Buses idle as drivers wait for students to board outside the Orchard Gardens K-8 Pilot School. (Jesse Costa/WBUR)
Buses idle as drivers wait for students to board outside the Orchard Gardens K-8 Pilot School. (Jesse Costa/WBUR)

Boston Public Schools on Friday announced it will not implement proposed changes to school start times for next school year.

It's an about-face. Two weeks ago, the Boston School Committee voted unanimously to approve the framework behind a new systemwide schedule.

With its proposal, the district cited research showing that later start times afford a number of educational advantages especially for adolescents, from better health to more prolonged attention and diminished tardiness.

Superintendent Tommy Chang also argued that the changes were more fairly distributed along racial and ethnic lines.

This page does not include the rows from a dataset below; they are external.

//! # Parley - Turn-based conversations with fictional characters
//!
//! Each turn of a Parley conversation runs one fixed pipeline:
//! - classify the utterance into a signal tuple (intent, emotion, tone, target)
//! - update the per-character relationship state (trust, attraction, ...)
//! - render a persona-conditioned reply from templates
//! - record both lines in the session transcript
//!
//! ## Quick Start
//!
//! ```rust,no_run
//! use parley_core::prelude::*;
//!
//! fn main() -> Result<()> {
//!     let config = ParleyConfig::load()?;
//!     let mut session = SessionBuilder::from_config(&config)?.start("superman")?;
//!
//!     let stdin = std::io::stdin();
//!     let summary = session.run(stdin.lock(), std::io::stdout())?;
//!     println!("{} turns", summary.turns);
//!     Ok(())
//! }
//! ```
//!
//! ## Architecture
//!
//! - **Classifier**: pluggable strategies behind [`classifier::UtteranceClassifier`]
//! - **Relationship**: clamped stats, configurable update rules, file or
//!   in-memory persistence
//! - **Responder**: intent/emotion templates and threshold-selected personas
//! - **Session**: the sequential turn loop, transcript and end-of-session
//!   persistence
//! - **Catalog**: fetches character profiles from ComicVine

pub mod catalog;
pub mod classifier;
pub mod config;
pub mod error;
pub mod profile;
pub mod relationship;
pub mod responder;
pub mod session;
pub mod transcript;

/// Current library version
pub const VERSION: &str = env!("CARGO_PKG_VERSION");

/// Re-export commonly used types
pub mod prelude {
    pub use crate::catalog::{CatalogConfig, CharacterCatalog, ComicVineCatalog};
    pub use crate::classifier::{
        ClassifierStrategy, Emotion, Intent, LexicalClassifier, LinguisticClassifier, SignalTuple,
        Tone, UtteranceClassifier, Vocabulary, build_classifier,
    };
    pub use crate::config::{ClassifierConfig, ParleyConfig, StorageConfig};
    pub use crate::error::{ParleyError, Result};
    pub use crate::profile::{
        CharacterProfile, InMemoryProfiles, JsonProfileDirectory, PersonaProfile, ProfileSource,
    };
    pub use crate::relationship::{
        InMemoryRelationships, JsonFileRelationships, RelationshipConfig, RelationshipPersistence,
        RelationshipState, RelationshipStore, UpdateRule,
    };
    pub use crate::responder::{PersonaRule, ResponseGenerator, ResponseTemplates};
    pub use crate::session::{
        ConversationSession, SessionBuilder, SessionConfig, SessionSummary, TurnOutcome, TurnState,
    };
    pub use crate::transcript::{FileTranscript, MemoryTranscript, TranscriptSink};
}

The latest state enrollment data does mostly bear that out. The changes would have given thousands more students — especially high schoolers — starts in the most desirable mid-morning slot. And under the plan, each wave of school starts better reflected the district's overall demographics.

(Max Larkin/WBUR)
(Max Larkin/WBUR)

But the proposed start times for next year arrived suddenly in schools and homes the day after the school committee's vote — and the pushback was immense.

Parents, community groups and city councilors complained that the process hadn't been adequately open and transparent. And using the hashtag #No7to1, some used social media to argue that no students should be asked to start school at 7 a.m., no matter how young they might be.

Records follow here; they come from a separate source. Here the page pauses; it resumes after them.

//! Signal tuple produced by classification

use serde::{Deserialize, Serialize};
use std::fmt;

/// Declares a label enum with a fixed set of well-known values plus a
/// `Custom` variant for labels introduced through vocabulary configuration.
///
/// Labels serialize as lower-case strings and parse case-insensitively, so a
/// configured category named `"Joy"` resolves to the built-in variant.
macro_rules! signal_label {
    (
        $(#[$meta:meta])*
        $name:ident { $($(#[$vmeta:meta])* $variant:ident => $text:literal),+ $(,)? }
    ) => {
        $(#[$meta])*
        #[derive(Debug, Clone, PartialEq, Eq, Hash, Serialize, Deserialize)]
        #[serde(from = "String", into = "String")]
        pub enum $name {
            $($(#[$vmeta])* $variant,)+
            /// Label introduced by configuration
            Custom(String),
        }

        impl $name {
            /// Lower-case label text
            pub fn as_str(&self) -> &str {
                match self {
                    $($name::$variant => $text,)+
                    $name::Custom(label) => label,
                }
            }
        }

        impl From<&str> for $name {
            fn from(label: &str) -> Self {
                let label = label.trim().to_lowercase();
                match label.as_str() {
                    $($text => $name::$variant,)+
                    _ => $name::Custom(label),
                }
            }
        }

        impl From<String> for $name {
            fn from(label: String) -> Self {
                $name::from(label.as_str())
            }
        }

        impl From<$name> for String {
            fn from(label: $name) -> Self {
                label.as_str().to_string()
            }
        }

        impl fmt::Display for $name {
            fn fmt(&self, f: &mut fmt::Formatter<'_>) -> fmt::Result {
                f.write_str(self.as_str())
            }
        }
    };
}

signal_label! {
    /// Coarse communicative purpose of an utterance
    Intent {
        /// Contains a question marker
        Question => "question",
        /// Affection vocabulary
        Flirt => "flirt",
        /// Conflict vocabulary
        Challenge => "challenge",
        /// Comfort vocabulary
        Comfort => "comfort",
        /// Nothing else matched
        Statement => "statement",
    }
}

signal_label! {
    /// Emotion expressed by the speaker
    Emotion {
        Anger => "anger",
        Joy => "joy",
        Sadness => "sadness",
    }
}

signal_label! {
    /// Register the utterance is delivered in
    Tone {
        Sarcastic => "sarcastic",
        Serious => "serious",
        Playful => "playful",
    }
}

impl Default for Intent {
    fn default() -> Self {
        Intent::Statement
    }
}

/// Structured classification of one utterance.
///
/// Exactly one intent; emotion, tone and target are each optional.
#[derive(Debug, Clone, PartialEq, Eq, Serialize, Deserialize)]
pub struct SignalTuple {
    /// Verbatim input text
    pub text: String,
    /// Communicative intent
    pub intent: Intent,
    /// Detected emotion
    #[serde(default, skip_serializing_if = "Option::is_none")]
    pub emotion: Option<Emotion>,
    /// Detected tone
    #[serde(default, skip_serializing_if = "Option::is_none")]
    pub tone: Option<Tone>,
    /// Referenced person's name
    #[serde(default, skip_serializing_if = "Option::is_none")]
    pub target: Option<String>,
}

impl SignalTuple {
    /// Create a signal with the given intent and no optional fields
    pub fn new(text: impl Into<String>, intent: impl Into<Intent>) -> Self {
        Self {
            text: text.into(),
            intent: intent.into(),
            emotion: None,
            tone: None,
            target: None,
        }
    }

    /// Plain statement with no emotion, tone or target
    pub fn statement(text: impl Into<String>) -> Self {
        Self::new(text, Intent::Statement)
    }

    /// Set the emotion
    pub fn with_emotion(mut self, emotion: impl Into<Emotion>) -> Self {
        self.emotion = Some(emotion.into());
        self
    }

    /// Set the tone
    pub fn with_tone(mut self, tone: impl Into<Tone>) -> Self {
        self.tone = Some(tone.into());
        self
    }

    /// Set the target
    pub fn with_target(mut self, target: impl Into<String>) -> Self {
        self.target = Some(target.into());
        self
    }
}

#[cfg(test)]
mod tests {
    use super::*;

    #[test]
    fn test_label_parsing_is_case_insensitive() {
        assert_eq!(Intent::from("Question"), Intent::Question);
        assert_eq!(Emotion::from(" JOY "), Emotion::Joy);
        assert_eq!(Tone::from("playful"), Tone::Playful);
    }

    #[test]
    fn test_custom_labels() {
        let intent = Intent::from("Greeting");
        assert_eq!(intent, Intent::Custom("greeting".to_string()));
        assert_eq!(intent.as_str(), "greeting");
        assert_eq!(Tone::from("polite").to_string(), "polite");
    }

    #[test]
    fn test_signal_serializes_labels_as_strings() {
        let signal = SignalTuple::new("I love you", Intent::Flirt).with_emotion(Emotion::Joy);
        let json = serde_json::to_value(&signal).unwrap();
        assert_eq!(json["intent"], "flirt");
        assert_eq!(json["emotion"], "joy");
        assert!(json.get("tone").is_none());
    }
}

The district has argued that the logistics of staggered busing, and its oversize transportation budget, effectively require that many schools start that early.

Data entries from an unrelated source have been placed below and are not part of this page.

//! Session transcripts
//!
//! A transcript is opened once per session and receives every exchanged
//! line. Each `append` is durable before it returns.

use chrono::Local;
use std::fs::File;
use std::io::{BufWriter, Write};
use std::path::{Path, PathBuf};
use std::sync::{Arc, Mutex};

use crate::error::{ParleyError, Result};

/// Append-only sink for transcript lines
pub trait TranscriptSink: Send {
    /// Append one line; flushed before returning
    fn append(&mut self, line: &str) -> Result<()>;

    /// Finish the transcript
    fn close(&mut self) -> Result<()> {
        Ok(())
    }
}

/// Transcript written to `<dir>/conversation_<id>_<YYYYmmdd_HHMMSS>.txt`
#[derive(Debug)]
pub struct FileTranscript {
    path: PathBuf,
    writer: Option<BufWriter<File>>,
}

impl FileTranscript {
    /// Create a timestamped transcript file for a character under `dir`.
    ///
    /// # Errors
    ///
    /// Returns [`ParleyError::PersistenceWrite`] if the file cannot be created.
    pub fn create(dir: impl AsRef<Path>, character_id: &str) -> Result<Self> {
        let timestamp = Local::now().format("%Y%m%d_%H%M%S");
        let path = dir
            .as_ref()
            .join(format!("conversation_{character_id}_{timestamp}.txt"));
        Self::open(path)
    }

    /// Create (or truncate) a transcript at an explicit path
    pub fn open(path: impl Into<PathBuf>) -> Result<Self> {
        let path = path.into();
        if let Some(parent) = path.parent() {
            std::fs::create_dir_all(parent).map_err(|e| write_error(&path, e))?;
        }
        let file = File::create(&path).map_err(|e| write_error(&path, e))?;
        tracing::debug!(path = %path.display(), "Opened transcript");
        Ok(Self {
            path,
            writer: Some(BufWriter::new(file)),
        })
    }

    /// Transcript file path
    pub fn path(&self) -> &Path {
        &self.path
    }
}

fn write_error(path: &Path, e: std::io::Error) -> ParleyError {
    ParleyError::PersistenceWrite(format!("{}: {}", path.display(), e))
}

impl TranscriptSink for FileTranscript {
    fn append(&mut self, line: &str) -> Result<()> {
        let writer = self.writer.as_mut().ok_or_else(|| {
            ParleyError::PersistenceWrite(format!("{}: transcript closed", self.path.display()))
        })?;
        writeln!(writer, "{line}")
            .and_then(|_| writer.flush())
            .map_err(|e| write_error(&self.path, e))
    }

    fn close(&mut self) -> Result<()> {
        if let Some(mut writer) = self.writer.take() {
            writer.flush().map_err(|e| write_error(&self.path, e))?;
            tracing::debug!(path = %self.path.display(), "Closed transcript");
        }
        Ok(())
    }
}

/// In-memory transcript; clones share the same buffer
#[derive(Debug, Clone, Default)]
pub struct MemoryTranscript {
    lines: Arc<Mutex<Vec<String>>>,
    closed: Arc<Mutex<bool>>,
}

impl MemoryTranscript {
    /// Create an empty transcript
    pub fn new() -> Self {
        Self::default()
    }

    /// Lines appended so far
    pub fn lines(&self) -> Vec<String> {
        self.lines.lock().map(|l| l.clone()).unwrap_or_default()
    }

    /// Whether `close` has been called
    pub fn is_closed(&self) -> bool {
        self.closed.lock().map(|c| *c).unwrap_or(false)
    }
}

impl TranscriptSink for MemoryTranscript {
    fn append(&mut self, line: &str) -> Result<()> {
        let mut lines = self
            .lines
            .lock()
            .map_err(|e| ParleyError::PersistenceWrite(format!("transcript poisoned: {e}")))?;
        lines.push(line.to_string());
        Ok(())
    }

    fn close(&mut self) -> Result<()> {
        if let Ok(mut closed) = self.closed.lock() {
            *closed = true;
        }
        Ok(())
    }
}

#[cfg(test)]
mod tests {
    use super::*;
    use tempfile::TempDir;

    #[test]
    fn test_file_transcript_naming() {
        let dir = TempDir::new().unwrap();
        let transcript = FileTranscript::create(dir.path().join("logs"), "superman").unwrap();
        let name = transcript
            .path()
            .file_name()
            .and_then(|n| n.to_str())
            .unwrap()
            .to_string();

        assert!(name.starts_with("conversation_superman_"));
        assert!(name.ends_with(".txt"));
        // conversation_superman_YYYYmmdd_HHMMSS.txt
        let stamp = &name["conversation_superman_".len()..name.len() - ".txt".len()];
        assert_eq!(stamp.len(), 15);
        assert_eq!(&stamp[8..9], "_");
    }

    #[test]
    fn test_file_transcript_is_flushed_per_append() {
        let dir = TempDir::new().unwrap();
        let mut transcript = FileTranscript::open(dir.path().join("t.txt")).unwrap();

        transcript.append("You: hello").unwrap();
        let content = std::fs::read_to_string(transcript.path()).unwrap();
        assert_eq!(content, "You: hello\n");

        transcript.append("Superman: Superman nods in acknowledgement.").unwrap();
        transcript.close().unwrap();
        let content = std::fs::read_to_string(transcript.path()).unwrap();
        assert_eq!(
            content,
            "You: hello\nSuperman: Superman nods in acknowledgement.\n"
        );
    }

    #[test]
    fn test_append_after_close_fails() {
        let dir = TempDir::new().unwrap();
        let mut transcript = FileTranscript::open(dir.path().join("t.txt")).unwrap();
        transcript.close().unwrap();
        transcript.close().unwrap();
        assert!(matches!(
            transcript.append("late"),
            Err(ParleyError::PersistenceWrite(_))
        ));
    }

    #[test]
    fn test_memory_transcript_shares_buffer() {
        let observer = MemoryTranscript::new();
        let mut sink = observer.clone();
        sink.append("You: hi").unwrap();
        sink.close().unwrap();
        assert_eq!(observer.lines(), vec!["You: hi"]);
        assert!(observer.is_closed());
    }
}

Parents had planned a silent protest for Friday at 1 p.m. on City Hall Plaza, to be followed with further action at Mayor Marty Walsh's inauguration on New Years' Day.

Then came a note to parents from Superintendent Chang, just an hour before that silent protest was to begin.

"Over the past few weeks, we have heard from families, staff, and stakeholders that there are concerns with the implementation of the new start and end times policy," Chang wrote.

"After reflecting on this feedback, we understand that while the new schedule would achieve our goal of supporting academic success for all ages, the shifts to many school start times caused a more significant disruption to family schedules than we intended," he added.

Any changes will be put on hold for a year and the existing schedule will remain in place. Under that schedule, around 20,000 Boston Public Schools students presently start school between 7 and 7:30 a.m. More than half of them are high schoolers — the students for whom the original changes were made.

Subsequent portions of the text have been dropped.